DATA FOR THIS EXERCISE
==========

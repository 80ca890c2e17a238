//! Audit collection (contacts and organizations) and analysis samples

use serde::{Deserialize, Serialize};

use super::refs::{impl_identified, EntityRef};
use crate::param::ParamList;

/// A person contact.
#[derive(Debug, Clone, PartialEq, Serialize, Deserialize)]
pub struct Person {
    pub id: String,
    pub first_name: Option<String>,
    pub last_name: Option<String>,
    /// Organizations this person is affiliated with
    pub affiliations: Vec<EntityRef<Organization>>,
    pub params: ParamList,
}

impl Person {
    pub fn new(id: impl Into<String>) -> Self {
        Self {
            id: id.into(),
            first_name: None,
            last_name: None,
            affiliations: Vec::new(),
            params: ParamList::new(),
        }
    }

    pub fn with_name(
        mut self,
        first_name: impl Into<String>,
        last_name: impl Into<String>,
    ) -> Self {
        self.first_name = Some(first_name.into());
        self.last_name = Some(last_name.into());
        self
    }
}

/// An organization contact; may be nested under a parent organization.
#[derive(Debug, Clone, PartialEq, Serialize, Deserialize)]
pub struct Organization {
    pub id: String,
    pub name: Option<String>,
    pub parent: EntityRef<Organization>,
    pub params: ParamList,
}

impl Organization {
    pub fn new(id: impl Into<String>) -> Self {
        Self {
            id: id.into(),
            name: None,
            parent: EntityRef::default(),
            params: ParamList::new(),
        }
    }

    pub fn with_name(mut self, name: impl Into<String>) -> Self {
        self.name = Some(name.into());
        self
    }
}

/// A sample the analyzed spectra were acquired from.
#[derive(Debug, Clone, PartialEq, Serialize, Deserialize)]
pub struct Sample {
    pub id: String,
    pub name: Option<String>,
    pub params: ParamList,
}

impl Sample {
    pub fn new(id: impl Into<String>) -> Self {
        Self {
            id: id.into(),
            name: None,
            params: ParamList::new(),
        }
    }

    pub fn with_name(mut self, name: impl Into<String>) -> Self {
        self.name = Some(name.into());
        self
    }
}

impl_identified!(Person, Organization, Sample);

==========

WORK INSTRUCTIONS
Answer with a number only. How many lines in the records include the word "parent"?

TASK SOLUTION
3